■ Task details ■
Tally the lines below that contain "authentication" and reply with only the tally.

■ Information shown ■
※

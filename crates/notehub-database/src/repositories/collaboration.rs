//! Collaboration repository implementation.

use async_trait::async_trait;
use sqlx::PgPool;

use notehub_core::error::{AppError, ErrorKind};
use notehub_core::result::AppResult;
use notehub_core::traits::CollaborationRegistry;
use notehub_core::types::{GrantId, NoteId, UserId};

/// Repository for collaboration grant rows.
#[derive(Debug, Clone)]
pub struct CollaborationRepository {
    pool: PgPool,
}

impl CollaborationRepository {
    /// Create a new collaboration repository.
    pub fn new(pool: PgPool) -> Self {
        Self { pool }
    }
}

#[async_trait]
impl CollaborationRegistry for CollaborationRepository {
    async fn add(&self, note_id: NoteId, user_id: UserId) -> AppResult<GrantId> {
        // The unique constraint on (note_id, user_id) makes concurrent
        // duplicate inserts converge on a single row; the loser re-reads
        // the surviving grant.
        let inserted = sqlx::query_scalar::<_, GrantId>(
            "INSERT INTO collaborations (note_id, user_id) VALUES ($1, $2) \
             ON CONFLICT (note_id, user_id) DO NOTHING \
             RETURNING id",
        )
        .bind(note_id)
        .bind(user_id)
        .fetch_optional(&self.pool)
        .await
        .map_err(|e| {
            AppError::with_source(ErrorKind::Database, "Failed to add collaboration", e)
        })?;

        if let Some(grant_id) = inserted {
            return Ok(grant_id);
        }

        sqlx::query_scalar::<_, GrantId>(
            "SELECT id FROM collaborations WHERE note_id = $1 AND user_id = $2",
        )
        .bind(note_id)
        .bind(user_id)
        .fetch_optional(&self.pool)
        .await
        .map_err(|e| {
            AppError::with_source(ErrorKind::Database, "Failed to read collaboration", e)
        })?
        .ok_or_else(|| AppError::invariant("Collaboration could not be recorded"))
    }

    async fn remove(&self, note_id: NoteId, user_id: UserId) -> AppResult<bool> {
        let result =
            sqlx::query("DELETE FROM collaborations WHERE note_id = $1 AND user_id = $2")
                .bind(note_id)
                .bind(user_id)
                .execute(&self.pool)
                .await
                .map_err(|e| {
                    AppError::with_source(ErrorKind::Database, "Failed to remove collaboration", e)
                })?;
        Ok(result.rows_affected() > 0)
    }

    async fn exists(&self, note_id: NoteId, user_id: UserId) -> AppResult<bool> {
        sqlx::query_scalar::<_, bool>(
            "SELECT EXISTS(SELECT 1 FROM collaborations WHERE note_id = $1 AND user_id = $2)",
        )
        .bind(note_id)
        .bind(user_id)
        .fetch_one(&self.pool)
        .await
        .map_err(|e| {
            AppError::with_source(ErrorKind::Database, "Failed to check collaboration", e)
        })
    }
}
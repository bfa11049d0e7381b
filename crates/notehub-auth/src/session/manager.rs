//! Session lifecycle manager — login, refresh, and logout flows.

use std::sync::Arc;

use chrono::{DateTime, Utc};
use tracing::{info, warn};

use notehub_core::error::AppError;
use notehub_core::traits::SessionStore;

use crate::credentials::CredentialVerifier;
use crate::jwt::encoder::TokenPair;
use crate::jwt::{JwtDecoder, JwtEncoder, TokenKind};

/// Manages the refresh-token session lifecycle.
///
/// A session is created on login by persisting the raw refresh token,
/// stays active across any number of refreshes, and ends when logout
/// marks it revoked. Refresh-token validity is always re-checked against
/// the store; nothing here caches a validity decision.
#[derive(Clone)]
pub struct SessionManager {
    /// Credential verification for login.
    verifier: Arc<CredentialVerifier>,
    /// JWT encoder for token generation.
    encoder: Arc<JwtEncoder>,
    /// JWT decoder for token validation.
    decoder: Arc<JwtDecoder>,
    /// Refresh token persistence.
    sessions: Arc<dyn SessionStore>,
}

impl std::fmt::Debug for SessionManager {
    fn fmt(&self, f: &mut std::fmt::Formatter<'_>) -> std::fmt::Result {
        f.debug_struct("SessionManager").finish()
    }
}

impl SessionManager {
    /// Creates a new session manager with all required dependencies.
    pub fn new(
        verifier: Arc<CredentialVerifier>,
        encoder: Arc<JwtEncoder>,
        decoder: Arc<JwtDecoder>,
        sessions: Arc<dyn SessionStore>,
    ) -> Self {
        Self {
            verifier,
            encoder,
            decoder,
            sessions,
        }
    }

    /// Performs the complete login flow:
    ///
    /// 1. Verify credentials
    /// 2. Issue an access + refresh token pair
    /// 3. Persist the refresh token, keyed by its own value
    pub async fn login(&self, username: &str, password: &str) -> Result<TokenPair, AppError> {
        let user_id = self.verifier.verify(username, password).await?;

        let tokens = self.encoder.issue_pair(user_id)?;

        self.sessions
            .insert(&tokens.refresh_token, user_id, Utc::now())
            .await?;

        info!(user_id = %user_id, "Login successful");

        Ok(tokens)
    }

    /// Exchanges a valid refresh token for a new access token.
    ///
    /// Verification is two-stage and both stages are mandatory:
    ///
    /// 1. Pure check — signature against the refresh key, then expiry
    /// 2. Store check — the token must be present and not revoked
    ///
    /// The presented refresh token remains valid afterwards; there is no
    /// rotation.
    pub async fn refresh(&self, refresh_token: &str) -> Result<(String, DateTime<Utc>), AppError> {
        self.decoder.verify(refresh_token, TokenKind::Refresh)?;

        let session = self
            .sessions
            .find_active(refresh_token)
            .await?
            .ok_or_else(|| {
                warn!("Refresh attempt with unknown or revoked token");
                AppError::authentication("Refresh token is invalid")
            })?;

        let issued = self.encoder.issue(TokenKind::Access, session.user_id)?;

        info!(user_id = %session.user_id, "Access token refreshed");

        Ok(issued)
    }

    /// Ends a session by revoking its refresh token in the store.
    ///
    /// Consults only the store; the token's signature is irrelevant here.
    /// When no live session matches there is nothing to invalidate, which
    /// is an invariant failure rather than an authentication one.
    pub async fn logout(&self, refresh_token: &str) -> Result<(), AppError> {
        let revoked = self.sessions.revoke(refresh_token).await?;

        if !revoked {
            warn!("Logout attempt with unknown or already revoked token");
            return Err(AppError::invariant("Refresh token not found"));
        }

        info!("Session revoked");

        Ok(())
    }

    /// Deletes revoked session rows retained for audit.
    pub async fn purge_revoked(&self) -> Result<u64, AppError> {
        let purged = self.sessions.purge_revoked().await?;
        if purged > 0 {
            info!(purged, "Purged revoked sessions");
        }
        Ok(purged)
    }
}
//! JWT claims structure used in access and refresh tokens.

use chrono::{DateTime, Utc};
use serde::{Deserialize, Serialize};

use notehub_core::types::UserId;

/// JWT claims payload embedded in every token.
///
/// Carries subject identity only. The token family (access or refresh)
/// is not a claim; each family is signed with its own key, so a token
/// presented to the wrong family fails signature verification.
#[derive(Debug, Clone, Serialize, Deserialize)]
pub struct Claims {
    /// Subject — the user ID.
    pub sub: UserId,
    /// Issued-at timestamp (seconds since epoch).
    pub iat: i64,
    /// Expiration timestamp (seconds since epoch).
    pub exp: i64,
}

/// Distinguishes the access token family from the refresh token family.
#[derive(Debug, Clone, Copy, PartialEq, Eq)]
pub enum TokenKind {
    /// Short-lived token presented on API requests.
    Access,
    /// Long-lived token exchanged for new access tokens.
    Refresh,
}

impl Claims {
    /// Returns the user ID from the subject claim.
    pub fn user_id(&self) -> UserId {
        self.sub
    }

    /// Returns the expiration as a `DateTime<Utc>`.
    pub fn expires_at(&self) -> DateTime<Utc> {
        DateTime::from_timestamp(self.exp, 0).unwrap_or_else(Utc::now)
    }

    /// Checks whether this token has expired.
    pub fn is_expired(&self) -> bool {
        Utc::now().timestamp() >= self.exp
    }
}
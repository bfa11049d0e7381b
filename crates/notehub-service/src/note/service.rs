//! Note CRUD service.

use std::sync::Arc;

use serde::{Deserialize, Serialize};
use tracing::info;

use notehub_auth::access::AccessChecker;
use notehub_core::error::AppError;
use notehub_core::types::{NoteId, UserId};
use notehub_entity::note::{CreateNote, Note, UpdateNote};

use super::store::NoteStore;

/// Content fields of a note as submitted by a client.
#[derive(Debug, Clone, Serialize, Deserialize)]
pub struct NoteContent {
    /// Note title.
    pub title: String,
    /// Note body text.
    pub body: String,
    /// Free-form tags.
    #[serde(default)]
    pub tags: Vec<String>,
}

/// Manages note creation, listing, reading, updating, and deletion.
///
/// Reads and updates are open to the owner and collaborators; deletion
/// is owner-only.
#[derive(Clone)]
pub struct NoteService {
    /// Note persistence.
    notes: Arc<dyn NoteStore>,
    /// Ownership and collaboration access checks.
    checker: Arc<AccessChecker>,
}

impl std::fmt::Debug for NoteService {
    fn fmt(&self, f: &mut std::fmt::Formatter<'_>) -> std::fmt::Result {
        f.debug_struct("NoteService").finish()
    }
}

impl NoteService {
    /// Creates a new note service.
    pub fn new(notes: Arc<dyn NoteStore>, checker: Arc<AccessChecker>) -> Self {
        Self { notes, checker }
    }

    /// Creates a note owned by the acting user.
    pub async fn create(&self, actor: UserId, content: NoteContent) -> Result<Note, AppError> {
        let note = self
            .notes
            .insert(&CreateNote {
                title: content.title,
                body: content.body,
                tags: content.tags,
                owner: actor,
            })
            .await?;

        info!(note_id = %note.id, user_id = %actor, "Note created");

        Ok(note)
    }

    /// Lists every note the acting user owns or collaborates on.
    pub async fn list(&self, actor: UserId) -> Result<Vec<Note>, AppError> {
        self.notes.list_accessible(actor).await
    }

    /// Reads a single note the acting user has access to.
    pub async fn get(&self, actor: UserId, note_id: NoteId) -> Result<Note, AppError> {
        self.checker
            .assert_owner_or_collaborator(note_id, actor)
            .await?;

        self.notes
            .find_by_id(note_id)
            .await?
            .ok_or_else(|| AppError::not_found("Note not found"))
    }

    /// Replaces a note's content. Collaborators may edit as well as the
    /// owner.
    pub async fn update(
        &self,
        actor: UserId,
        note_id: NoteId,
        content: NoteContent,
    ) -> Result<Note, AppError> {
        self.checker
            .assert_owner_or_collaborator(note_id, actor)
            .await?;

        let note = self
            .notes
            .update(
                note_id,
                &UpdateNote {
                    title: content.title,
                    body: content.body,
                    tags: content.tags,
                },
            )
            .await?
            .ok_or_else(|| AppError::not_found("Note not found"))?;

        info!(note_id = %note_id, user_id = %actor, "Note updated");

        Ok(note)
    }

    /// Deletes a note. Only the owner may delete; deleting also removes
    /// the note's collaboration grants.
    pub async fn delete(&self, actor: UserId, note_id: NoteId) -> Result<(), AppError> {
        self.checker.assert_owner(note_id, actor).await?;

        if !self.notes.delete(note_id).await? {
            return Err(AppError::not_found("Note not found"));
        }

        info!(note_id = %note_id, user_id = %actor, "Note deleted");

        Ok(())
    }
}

※

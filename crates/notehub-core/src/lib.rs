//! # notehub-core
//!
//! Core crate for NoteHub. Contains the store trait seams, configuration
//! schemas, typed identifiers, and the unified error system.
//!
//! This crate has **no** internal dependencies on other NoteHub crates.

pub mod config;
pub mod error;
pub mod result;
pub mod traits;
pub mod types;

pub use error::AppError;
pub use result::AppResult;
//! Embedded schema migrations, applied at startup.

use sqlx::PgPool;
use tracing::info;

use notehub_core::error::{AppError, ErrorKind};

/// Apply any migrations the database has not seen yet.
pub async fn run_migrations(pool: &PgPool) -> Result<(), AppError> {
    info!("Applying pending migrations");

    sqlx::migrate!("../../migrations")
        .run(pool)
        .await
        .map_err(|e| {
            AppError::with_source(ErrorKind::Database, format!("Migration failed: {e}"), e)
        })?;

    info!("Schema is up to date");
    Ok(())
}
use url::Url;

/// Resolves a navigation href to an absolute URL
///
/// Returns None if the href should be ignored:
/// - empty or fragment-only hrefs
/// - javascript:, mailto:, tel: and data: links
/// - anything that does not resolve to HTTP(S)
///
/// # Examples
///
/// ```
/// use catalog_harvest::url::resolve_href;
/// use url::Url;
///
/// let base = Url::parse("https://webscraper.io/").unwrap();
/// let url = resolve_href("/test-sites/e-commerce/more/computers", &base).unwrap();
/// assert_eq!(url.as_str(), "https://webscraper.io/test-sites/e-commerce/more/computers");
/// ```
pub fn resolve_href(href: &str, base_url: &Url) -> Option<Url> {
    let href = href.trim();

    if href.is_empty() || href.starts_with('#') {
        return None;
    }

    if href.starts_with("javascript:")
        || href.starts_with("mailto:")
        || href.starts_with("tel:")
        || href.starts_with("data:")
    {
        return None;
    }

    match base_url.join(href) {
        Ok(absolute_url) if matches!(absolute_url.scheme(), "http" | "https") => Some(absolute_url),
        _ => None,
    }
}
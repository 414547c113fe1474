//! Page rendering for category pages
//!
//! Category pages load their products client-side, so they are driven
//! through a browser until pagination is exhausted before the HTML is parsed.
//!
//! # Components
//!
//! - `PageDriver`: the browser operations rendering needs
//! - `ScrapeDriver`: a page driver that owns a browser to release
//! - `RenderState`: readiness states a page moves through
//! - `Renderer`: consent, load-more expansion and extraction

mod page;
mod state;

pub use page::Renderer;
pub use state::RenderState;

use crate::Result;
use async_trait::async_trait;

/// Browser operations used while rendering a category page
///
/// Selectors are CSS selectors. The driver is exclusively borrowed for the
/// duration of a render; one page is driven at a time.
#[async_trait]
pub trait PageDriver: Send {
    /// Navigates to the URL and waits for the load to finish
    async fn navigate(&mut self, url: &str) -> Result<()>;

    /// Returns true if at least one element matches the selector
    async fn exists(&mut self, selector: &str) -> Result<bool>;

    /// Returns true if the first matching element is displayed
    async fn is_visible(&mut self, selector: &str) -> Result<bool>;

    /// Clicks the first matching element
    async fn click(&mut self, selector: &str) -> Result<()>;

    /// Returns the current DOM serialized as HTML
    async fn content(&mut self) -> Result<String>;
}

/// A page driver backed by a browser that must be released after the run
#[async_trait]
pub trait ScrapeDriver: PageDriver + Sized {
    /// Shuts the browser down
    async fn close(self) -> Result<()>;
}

※

■ Solved exercise ■
2